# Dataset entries
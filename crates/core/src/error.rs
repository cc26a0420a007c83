#[derive(thiserror::Error, Debug, Clone)]
pub enum EventBusError {
    #[error("Invalid channel: {0}")]
    InvalidChannel(String),

    #[error("Invalid pattern: {0}")]
    InvalidPattern(String),

    #[error("Channel closed")]
    ChannelClosed,

    #[error("Subscriber lagged: {0} events missed")]
    Lagged(u64),
}
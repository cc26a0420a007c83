use std::collections::HashMap;
use std::time::Duration;

use serde::Deserialize;

#[derive(Debug, thiserror::Error)]
pub enum ConfigError {
    #[error("invalid TOML at line {line}, column {column}: {message}")]
    InvalidToml {
        line: usize,
        column: usize,
        message: String,
    },

    #[error("invalid value for {field}: {message}")]
    InvalidValue { field: String, message: String },

    #[error("I/O error reading configuration: {0}")]
    Io(#[from] std::io::Error),
}

/// Configuration for the realtime layer. Every section has working
/// defaults; an empty TOML document is a valid configuration.
#[derive(Debug, Clone, Default, Deserialize)]
pub struct RealtimeConfig {
    #[serde(default)]
    pub breaker: BreakerSettings,
    /// Per route-class rate limits, e.g. `[rate_limits.payments]`.
    #[serde(default)]
    pub rate_limits: HashMap<String, RateLimitSettings>,
    #[serde(default)]
    pub presence: PresenceSettings,
    #[serde(default)]
    pub typing: TypingSettings,
    #[serde(default)]
    pub event_bus: EventBusSettings,
}

#[derive(Debug, Clone, Deserialize)]
pub struct BreakerSettings {
    #[serde(default = "default_failure_threshold")]
    pub failure_threshold: u32,
    #[serde(default = "default_recovery_timeout_ms")]
    pub recovery_timeout_ms: u64,
    #[serde(default = "default_success_threshold")]
    pub success_threshold: u32,
}

impl Default for BreakerSettings {
    fn default() -> Self {
        Self {
            failure_threshold: default_failure_threshold(),
            recovery_timeout_ms: default_recovery_timeout_ms(),
            success_threshold: default_success_threshold(),
        }
    }
}

impl BreakerSettings {
    pub fn recovery_timeout(&self) -> Duration {
        Duration::from_millis(self.recovery_timeout_ms)
    }
}

#[derive(Debug, Clone, Deserialize)]
pub struct RateLimitSettings {
    pub window_ms: u64,
    pub max_requests: u32,
}

impl RateLimitSettings {
    pub fn window(&self) -> Duration {
        Duration::from_millis(self.window_ms)
    }
}

#[derive(Debug, Clone, Deserialize)]
pub struct PresenceSettings {
    #[serde(default = "default_away_timeout_ms")]
    pub away_timeout_ms: u64,
    #[serde(default = "default_db_sync_interval_ms")]
    pub db_sync_interval_ms: u64,
}

impl Default for PresenceSettings {
    fn default() -> Self {
        Self {
            away_timeout_ms: default_away_timeout_ms(),
            db_sync_interval_ms: default_db_sync_interval_ms(),
        }
    }
}

impl PresenceSettings {
    pub fn away_timeout(&self) -> Duration {
        Duration::from_millis(self.away_timeout_ms)
    }

    pub fn db_sync_interval(&self) -> Duration {
        Duration::from_millis(self.db_sync_interval_ms)
    }
}

#[derive(Debug, Clone, Deserialize)]
pub struct TypingSettings {
    #[serde(default = "default_auto_stop_ms")]
    pub auto_stop_ms: u64,
}

impl Default for TypingSettings {
    fn default() -> Self {
        Self {
            auto_stop_ms: default_auto_stop_ms(),
        }
    }
}

impl TypingSettings {
    pub fn auto_stop(&self) -> Duration {
        Duration::from_millis(self.auto_stop_ms)
    }
}

#[derive(Debug, Clone, Deserialize)]
pub struct EventBusSettings {
    #[serde(default = "default_channel_capacity")]
    pub channel_capacity: usize,
}

impl Default for EventBusSettings {
    fn default() -> Self {
        Self {
            channel_capacity: default_channel_capacity(),
        }
    }
}

fn default_failure_threshold() -> u32 {
    5
}

fn default_recovery_timeout_ms() -> u64 {
    30_000
}

fn default_success_threshold() -> u32 {
    2
}

fn default_away_timeout_ms() -> u64 {
    300_000
}

fn default_db_sync_interval_ms() -> u64 {
    60_000
}

fn default_auto_stop_ms() -> u64 {
    3_000
}

fn default_channel_capacity() -> usize {
    1024
}

/// Parse configuration from a TOML string and validate it.
pub fn load_config_from_str(toml_str: &str) -> Result<RealtimeConfig, ConfigError> {
    let config: RealtimeConfig = toml::from_str(toml_str).map_err(|e| {
        let (line, column) = e.span().map_or((0, 0), |span| {
            let before = &toml_str[..span.start];
            let line = before.chars().filter(|&c| c == '\n').count() + 1;
            let column = before
                .rfind('\n')
                .map_or(span.start + 1, |nl| span.start - nl);
            (line, column)
        });
        ConfigError::InvalidToml {
            line,
            column,
            message: e.message().to_string(),
        }
    })?;

    validate(&config)?;
    Ok(config)
}

/// Load configuration from a file path.
pub fn load_config_from(path: &std::path::Path) -> Result<RealtimeConfig, ConfigError> {
    let contents = std::fs::read_to_string(path)?;
    load_config_from_str(&contents)
}

fn validate(config: &RealtimeConfig) -> Result<(), ConfigError> {
    if config.breaker.failure_threshold == 0 {
        return Err(ConfigError::InvalidValue {
            field: "breaker.failure_threshold".to_string(),
            message: "must be at least 1".to_string(),
        });
    }
    if config.breaker.success_threshold == 0 {
        return Err(ConfigError::InvalidValue {
            field: "breaker.success_threshold".to_string(),
            message: "must be at least 1".to_string(),
        });
    }
    if config.breaker.recovery_timeout_ms == 0 {
        return Err(ConfigError::InvalidValue {
            field: "breaker.recovery_timeout_ms".to_string(),
            message: "must be nonzero".to_string(),
        });
    }

    for (route, limits) in &config.rate_limits {
        if limits.window_ms == 0 {
            return Err(ConfigError::InvalidValue {
                field: format!("rate_limits.{route}.window_ms"),
                message: "must be nonzero".to_string(),
            });
        }
        if limits.max_requests == 0 {
            return Err(ConfigError::InvalidValue {
                field: format!("rate_limits.{route}.max_requests"),
                message: "must be at least 1".to_string(),
            });
        }
    }

    if config.presence.away_timeout_ms == 0 {
        return Err(ConfigError::InvalidValue {
            field: "presence.away_timeout_ms".to_string(),
            message: "must be nonzero".to_string(),
        });
    }
    if config.presence.db_sync_interval_ms == 0 {
        return Err(ConfigError::InvalidValue {
            field: "presence.db_sync_interval_ms".to_string(),
            message: "must be nonzero".to_string(),
        });
    }
    if config.typing.auto_stop_ms == 0 {
        return Err(ConfigError::InvalidValue {
            field: "typing.auto_stop_ms".to_string(),
            message: "must be nonzero".to_string(),
        });
    }
    if config.event_bus.channel_capacity == 0 {
        return Err(ConfigError::InvalidValue {
            field: "event_bus.channel_capacity".to_string(),
            message: "must be at least 1".to_string(),
        });
    }

    Ok(())
}

#[cfg(test)]
mod tests {
    use super::*;

    #[test]
    fn empty_config_uses_defaults() {
        let config = load_config_from_str("").unwrap();
        assert_eq!(config.breaker.failure_threshold, 5);
        assert_eq!(config.breaker.recovery_timeout_ms, 30_000);
        assert_eq!(config.breaker.success_threshold, 2);
        assert_eq!(config.presence.away_timeout_ms, 300_000);
        assert_eq!(config.typing.auto_stop_ms, 3_000);
        assert_eq!(config.event_bus.channel_capacity, 1024);
        assert!(config.rate_limits.is_empty());
    }

    #[test]
    fn parses_full_config() {
        let toml_str = r#"
[breaker]
failure_threshold = 3
recovery_timeout_ms = 10000
success_threshold = 1

[rate_limits.payments]
window_ms = 60000
max_requests = 5

[rate_limits.reads]
window_ms = 1000
max_requests = 100

[presence]
away_timeout_ms = 120000
db_sync_interval_ms = 30000

[typing]
auto_stop_ms = 5000

[event_bus]
channel_capacity = 256
"#;
        let config = load_config_from_str(toml_str).unwrap();
        assert_eq!(config.breaker.failure_threshold, 3);
        assert_eq!(
            config.breaker.recovery_timeout(),
            Duration::from_secs(10)
        );
        assert_eq!(config.rate_limits.len(), 2);
        assert_eq!(config.rate_limits["payments"].max_requests, 5);
        assert_eq!(
            config.rate_limits["payments"].window(),
            Duration::from_secs(60)
        );
        assert_eq!(config.presence.away_timeout(), Duration::from_secs(120));
        assert_eq!(config.typing.auto_stop(), Duration::from_secs(5));
        assert_eq!(config.event_bus.channel_capacity, 256);
    }

    #[test]
    fn rejects_zero_failure_threshold() {
        let result = load_config_from_str("[breaker]\nfailure_threshold = 0\n");
        assert!(matches!(
            result,
            Err(ConfigError::InvalidValue { ref field, .. }) if field == "breaker.failure_threshold"
        ));
    }

    #[test]
    fn rejects_zero_rate_limit_window() {
        let result = load_config_from_str(
            "[rate_limits.payments]\nwindow_ms = 0\nmax_requests = 5\n",
        );
        assert!(matches!(
            result,
            Err(ConfigError::InvalidValue { ref field, .. })
                if field == "rate_limits.payments.window_ms"
        ));
    }

    #[test]
    fn rejects_zero_auto_stop() {
        let result = load_config_from_str("[typing]\nauto_stop_ms = 0\n");
        assert!(matches!(result, Err(ConfigError::InvalidValue { .. })));
    }

    #[test]
    fn invalid_toml_reports_position() {
        let result = load_config_from_str("[breaker\nfailure_threshold = 3");
        assert!(matches!(result, Err(ConfigError::InvalidToml { .. })));
    }
}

# Assignment
Lines containing the word "enum" are to be pulled from the records and copied.

# Answer space
pub enum EventBusError {
pub enum ConfigError {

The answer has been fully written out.